In the quest to mitigate climate change, carbon capture, utilization, and storage (CCUS) technologies are gaining traction, and a recent study published in the *International Journal of Green and Sustainable Technology* sheds light on the intricate processes involved in geological CO2 storage. Led by Nanlin Zhang from the School of Civil Engineering and Geomatics at Southwest Petroleum University and the Research Center of Coastal and Urban Geotechnical Engineering at Zhejiang University, the research delves into the complex interactions of thermo-hydro-mechanical-chemical (THMC) processes that significantly impact the integrity and efficiency of CO2 storage.
The study systematically reviews recent advances in mathematical modeling and numerical solutions for THMC coupling in CO2 geological storage. “Accurately simulating these coupled phenomena is crucial for predicting the long-term behavior of CO2 in geological formations,” Zhang explains. The research focuses on the derivation and structure of governing and constitutive equations, as well as the comparative performance of different solution methods, including fully coupled, iteratively coupled, and explicitly coupled approaches.
One of the key aspects of the study is the modeling of dynamic changes in porosity, permeability, and fracture evolution induced by multi-field interactions.
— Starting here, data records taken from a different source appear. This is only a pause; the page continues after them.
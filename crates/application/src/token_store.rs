//! In-memory access credential storage.
//!
//! A single process-wide slot for the current access credential. Writes are
//! not arbitrated: the slot is last-write-wins, and duplicate concurrent
//! refreshes each install an independently valid credential.

use std::sync::Arc;

use gatekey_domain::AccessCredential;
use tokio::sync::RwLock;

/// Single-slot store for the current access credential.
///
/// Clones share the same slot. No expiry is tracked here; staleness is
/// discovered reactively when an authorized call is rejected.
#[derive(Debug, Clone, Default)]
pub struct TokenStore {
    slot: Arc<RwLock<Option<AccessCredential>>>,
}

impl TokenStore {
    /// Creates an empty store.
    #[must_use]
    pub fn new() -> Self {
        Self::default()
    }

    /// Replaces the current credential.
    pub async fn set(&self, credential: AccessCredential) {
        let mut slot = self.slot.write().await;
        *slot = Some(credential);
    }

    /// Returns the current credential, if any.
    pub async fn get(&self) -> Option<AccessCredential> {
        self.slot.read().await.clone()
    }

    /// Removes the current credential.
    pub async fn clear(&self) {
        let mut slot = self.slot.write().await;
        *slot = None;
    }

    /// Returns true if a credential is present.
    pub async fn is_present(&self) -> bool {
        self.slot.read().await.is_some()
    }
}
//! File-based session storage.
//!
//! Persists the fixed session keys as a single JSON object, the file-backed
//! equivalent of the browser's local storage. Logout removes the whole file
//! so every key disappears together.

use std::collections::HashMap;
use std::path::PathBuf;

use async_trait::async_trait;
use gatekey_domain::{AuthError, AuthResult};
use tokio::fs;

use gatekey_application::SessionStorage;

/// Session storage backed by a single JSON file.
#[derive(Debug, Clone)]
pub struct FileSessionStorage {
    path: PathBuf,
}

impl FileSessionStorage {
    /// Creates a storage at the given file path.
    #[must_use]
    pub const fn new(path: PathBuf) -> Self {
        Self { path }
    }

    async fn load(&self) -> AuthResult<HashMap<String, String>> {
        match fs::read_to_string(&self.path).await {
            Ok(data) => serde_json::from_str(&data).map_err(AuthError::storage),
            Err(e) if e.kind() == std::io::ErrorKind::NotFound => Ok(HashMap::new()),
            Err(e) => Err(AuthError::storage(e)),
        }
    }

    async fn save(&self, values: &HashMap<String, String>) -> AuthResult<()> {
        if let Some(parent) = self.path.parent() {
            fs::create_dir_all(parent).await.map_err(AuthError::storage)?;
        }
        let data = serde_json::to_string_pretty(values).map_err(AuthError::storage)?;
        fs::write(&self.path, &data).await.map_err(AuthError::storage)?;

        // Tokens live in this file; keep it owner-readable only.
        #[cfg(unix)]
        {
            use std::os::unix::fs::PermissionsExt;
            fs::set_permissions(&self.path, std::fs::Permissions::from_mode(0o600))
                .await
                .map_err(AuthError::storage)?;
        }

        Ok(())
    }
}

#[async_trait]
impl SessionStorage for FileSessionStorage {
    async fn get(&self, key: &str) -> AuthResult<Option<String>> {
        Ok(self.load().await?.get(key).cloned())
    }

    async fn put(&self, key: &str, value: &str) -> AuthResult<()> {
        let mut values = self.load().await?;
        values.insert(key.to_string(), value.to_string());
        self.save(&values).await
    }

    async fn remove(&self, key: &str) -> AuthResult<()> {
        let mut values = self.load().await?;
        if values.remove(key).is_some() {
            self.save(&values).await?;
        }
        Ok(())
    }

    async fn clear(&self) -> AuthResult<()> {
        match fs::remove_file(&self.path).await {
            Ok(()) => Ok(()),
            Err(e) if e.kind() == std::io::ErrorKind::NotFound => Ok(()),
            Err(e) => Err(AuthError::storage(e)),
        }
    }
}
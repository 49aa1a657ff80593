use std::fs::{self, File, OpenOptions};
use std::io::{self, BufRead, BufReader, Read, Seek, SeekFrom, Write};
use std::path::{Path, PathBuf};

use anyhow::{Context, Result};
use tracing::debug;
use uuid::Uuid;

/// Readable stream over a file that is removed on close or drop.
#[derive(Debug)]
pub struct ScopedArtifact {
    path: PathBuf,
    reader: Option<BufReader<File>>,
    mark: Option<u64>,
}

impl ScopedArtifact {
    /// Takes ownership of an existing file.
    pub fn open(path: impl Into<PathBuf>) -> io::Result<Self> {
        let path = path.into();
        let file = File::open(&path)?;
        Ok(Self {
            path,
            reader: Some(BufReader::new(file)),
            mark: None,
        })
    }

    /// Writes `contents` to a fresh file under `dir` and hands back a stream
    /// positioned at its start. A failed write leaves no file behind.
    pub fn create_in(dir: &Path, prefix: &str, contents: &[u8]) -> Result<Self> {
        fs::create_dir_all(dir)
            .with_context(|| format!("create artifact dir failed: {}", dir.display()))?;
        let path = dir.join(format!("{prefix}-{}", Uuid::new_v4()));
        let mut file = OpenOptions::new()
            .read(true)
            .write(true)
            .create_new(true)
            .open(&path)
            .with_context(|| format!("create artifact failed: {}", path.display()))?;
        if let Err(e) = file.write_all(contents).and_then(|()| file.rewind()) {
            drop(file);
            remove_artifact(&path);
            return Err(e).with_context(|| format!("write artifact failed: {}", path.display()));
        }
        Ok(Self {
            path,
            reader: Some(BufReader::new(file)),
            mark: None,
        })
    }

    /// Backing file. Renaming it away makes the final delete a no-op.
    pub fn path(&self) -> &Path {
        &self.path
    }

    /// Discards up to `n` bytes; returns how many were skipped.
    pub fn skip(&mut self, n: u64) -> io::Result<u64> {
        io::copy(&mut self.by_ref().take(n), &mut io::sink())
    }

    /// Remembers the current position for [`reset`](Self::reset).
    pub fn mark(&mut self) -> io::Result<()> {
        let pos = self.reader()?.stream_position()?;
        self.mark = Some(pos);
        Ok(())
    }

    pub fn reset(&mut self) -> io::Result<()> {
        let pos = self.mark.ok_or_else(|| {
            io::Error::new(io::ErrorKind::InvalidInput, "reset without a mark")
        })?;
        self.reader()?.seek(SeekFrom::Start(pos))?;
        Ok(())
    }

    pub fn close(mut self) {
        self.release();
    }

    fn reader(&mut self) -> io::Result<&mut BufReader<File>> {
        self.reader
            .as_mut()
            .ok_or_else(|| io::Error::new(io::ErrorKind::Other, "artifact is closed"))
    }

    fn release(&mut self) {
        // close the handle before unlinking
        if self.reader.take().is_none() {
            return;
        }
        remove_artifact(&self.path);
    }
}

fn remove_artifact(path: &Path) {
    match fs::remove_file(path) {
        Ok(()) => debug!(path = %path.display(), "artifact deleted"),
        Err(e) if e.kind() == io::ErrorKind::NotFound => {}
        Err(e) => debug!(path = %path.display(), error = %e, "artifact delete failed"),
    }
}

impl Read for ScopedArtifact {
    fn read(&mut self, buf: &mut [u8]) -> io::Result<usize> {
        self.reader()?.read(buf)
    }
}

impl BufRead for ScopedArtifact {
    fn fill_buf(&mut self) -> io::Result<&[u8]> {
        self.reader()?.fill_buf()
    }

    fn consume(&mut self, amt: usize) {
        if let Some(r) = self.reader.as_mut() {
            r.consume(amt);
        }
    }
}

impl Seek for ScopedArtifact {
    fn seek(&mut self, pos: SeekFrom) -> io::Result<u64> {
        self.reader()?.seek(pos)
    }
}

impl Drop for ScopedArtifact {
    fn drop(&mut self) {
        self.release();
    }
}
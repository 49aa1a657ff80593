//! msr-model
//!
//! Configuration model of a messaging subsystem: resource kinds, addresses,
//! the persisted tree, service names and the operations that mutate the tree.
//!
//! Pure data. No IO, no runtime services.

mod address;
mod definitions;
mod kind;
mod node;
mod operation;
mod service_name;
mod tree;

pub use address::{AddressError, PathElement, ResourceAddress};
pub use definitions::{
    broker_param_key, BridgeDefinition, GroupDefinition, GroupSchemaView, QueueDefinition,
    RolePermissions, SecurityMatch, ServerDefinition, TransportDefinition, TransportDirection,
    ROLE_PERMISSION_ATTRIBUTES,
};
pub use kind::{
    GroupSchema, KindFamily, ResourceKind, SchemaGeneration, TransportFlavor, UnknownKind,
};
pub use node::{Attributes, ConfigNode};
pub use operation::{OpKind, Operation, OperationKind};
pub use service_name::ServiceName;
pub use tree::{ConfigTree, TreeError};

/// Builds an attribute map from `(name, value)` pairs.
pub fn attributes<I, K>(items: I) -> Attributes
where
    I: IntoIterator<Item = (K, serde_json::Value)>,
    K: Into<String>,
{
    items.into_iter().map(|(k, v)| (k.into(), v)).collect()
}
These changes can significantly affect the storage capacity and safety of geological formations. The research also evaluates the capabilities, application scenarios, and limitations of major simulation platforms, such as TOUGH, CMG-GEM, and COMSOL.
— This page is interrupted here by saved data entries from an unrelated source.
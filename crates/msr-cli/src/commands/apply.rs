use std::fs;

use anyhow::{Context, Result};
use msr_model::Operation;

use super::{boot_in_memory, load};

pub fn plan(config_paths: &[String]) -> Result<()> {
    let (loaded, settings) = load(config_paths)?;
    let ops = msr_config::boot_operations(&settings)?;
    println!("config_hash={}", loaded.config_hash);
    for op in &ops {
        println!("{op}");
    }
    println!("operations={}", ops.len());
    Ok(())
}

pub fn apply(config_paths: &[String], script: &str, composite: bool, reload: bool) -> Result<()> {
    let (_, settings) = load(config_paths)?;
    let raw = fs::read_to_string(script).with_context(|| format!("read script failed: {script}"))?;
    let ops: Vec<Operation> =
        serde_json::from_str(&raw).with_context(|| format!("parse script failed: {script}"))?;

    let mut controller = boot_in_memory(&settings)?;

    let outcomes = if composite {
        vec![controller
            .execute_composite(ops)
            .context("composite operation failed")?]
    } else {
        let mut outcomes = Vec::with_capacity(ops.len());
        for op in ops {
            let label = op.to_string();
            let outcome = controller
                .execute(op)
                .with_context(|| format!("operation failed: {label}"))?;
            outcomes.push(outcome);
        }
        outcomes
    };

    for outcome in &outcomes {
        for w in &outcome.warnings {
            println!("warning={w}");
        }
    }
    println!(
        "{}",
        serde_json::to_string_pretty(&outcomes).context("serialize outcomes failed")?
    );

    if reload && controller.state() == msr_reconcile::ProcessState::ReloadRequired {
        controller.reload().context("reload failed")?;
        println!("reloaded=true");
    }
    println!("process_state={:?}", controller.state());
    Ok(())
}
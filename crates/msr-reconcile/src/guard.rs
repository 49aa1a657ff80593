//! Idempotent-add guard.
//!
//! An add whose target already exists under its parent completes as a no-op;
//! the delegate never runs, so neither the tree nor the runtime is touched.

use msr_model::ResourceAddress;

use crate::context::OperationContext;

#[derive(Clone, Debug, PartialEq, Eq)]
pub enum Guarded<T> {
    Delegated(T),
    AlreadyPresent,
}

pub fn guard_add<'a, T, E, F>(
    ctx: &mut OperationContext<'a>,
    address: &ResourceAddress,
    delegate: F,
) -> Result<Guarded<T>, E>
where
    F: FnOnce(&mut OperationContext<'a>) -> Result<T, E>,
{
    if ctx.tree().has_child(address) {
        return Ok(Guarded::AlreadyPresent);
    }
    delegate(ctx).map(Guarded::Delegated)
}
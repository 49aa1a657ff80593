//! Lifecycle step handlers, one module per resource family.

mod bridge;
mod group;
mod queue;
mod security;
mod server;
mod transport;

use msr_model::{ResourceAddress, ServiceName};
use msr_runtime::{RegistryError, ServiceDescriptor};
use serde::Serialize;
use serde_json::Value;
use tracing::{debug, warn};

use crate::context::OperationContext;
use crate::error::OperationFailure;
use crate::handler::HandlerRegistry;
use crate::types::NodeSnapshot;
use msr_model::Operation;

pub(crate) use server::{dematerialize, materialize};
pub use server::owned_services;

pub(crate) fn register_standard(reg: &mut HandlerRegistry) {
    server::register(reg);
    transport::register(reg);
    queue::register(reg);
    bridge::register(reg);
    security::register(reg);
    group::register(reg);
}

/// Runtime action for changes the broker only picks up on reload.
fn mark_reload(
    ctx: &mut OperationContext<'_>,
    op: &Operation,
    _: &NodeSnapshot,
) -> Result<(), OperationFailure> {
    debug!(operation = %op, "change deferred until reload");
    ctx.mark_reload_required();
    Ok(())
}

fn server_and_name(address: &ResourceAddress) -> Result<(&str, &str), OperationFailure> {
    match (address.server_name(), address.name()) {
        (Some(server), Some(name)) => Ok((server, name)),
        _ => Err(OperationFailure::InvalidAddress {
            address: address.to_string(),
        }),
    }
}

fn config_value<T: Serialize>(value: &T) -> Value {
    serde_json::to_value(value).unwrap_or(Value::Null)
}

/// Installs `name`, first clearing an entry left `Down` by an earlier
/// cascade. A live entry under the same name is an error.
fn install_replacing_stale(
    ctx: &OperationContext<'_>,
    name: ServiceName,
    descriptor: ServiceDescriptor,
) -> Result<(), OperationFailure> {
    if let Some(existing) = ctx.registry().lookup(&name) {
        if existing.is_up() {
            return Err(RegistryError::AlreadyInstalled { name }.into());
        }
        debug!(service = %name, "replacing stale service");
        ctx.registry().remove(&name)?;
    }
    ctx.registry().install(name, descriptor)?;
    Ok(())
}

/// Rollback-time removal; failures are logged only.
fn remove_quietly(ctx: &OperationContext<'_>, name: &ServiceName) {
    if let Err(e) = ctx.registry().remove(name) {
        warn!(service = %name, error = %e, "rollback could not remove service");
    }
}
The findings of this study have significant implications for the energy sector. As the world transitions towards a carbon-resilient future, accurate modeling and prediction of CO2 behavior in geological formations are essential for the safe and efficient implementation of CCUS technologies. “By establishing a comparative framework integrating model formulations and solver strategies, we aim to contribute to the development of robust, scalable, and mechanism-oriented numerical models,” Zhang states.
The research highlights the strengths and gaps of current approaches, paving the way for future developments in the field. As the energy sector continues to explore and invest in CCUS technologies, the insights provided by this study will be invaluable in shaping the future of CO2 geological storage and utilization. The study not only advances our understanding of THMC coupling processes but also underscores the importance of interdisciplinary collaboration in addressing the complex challenges of climate change.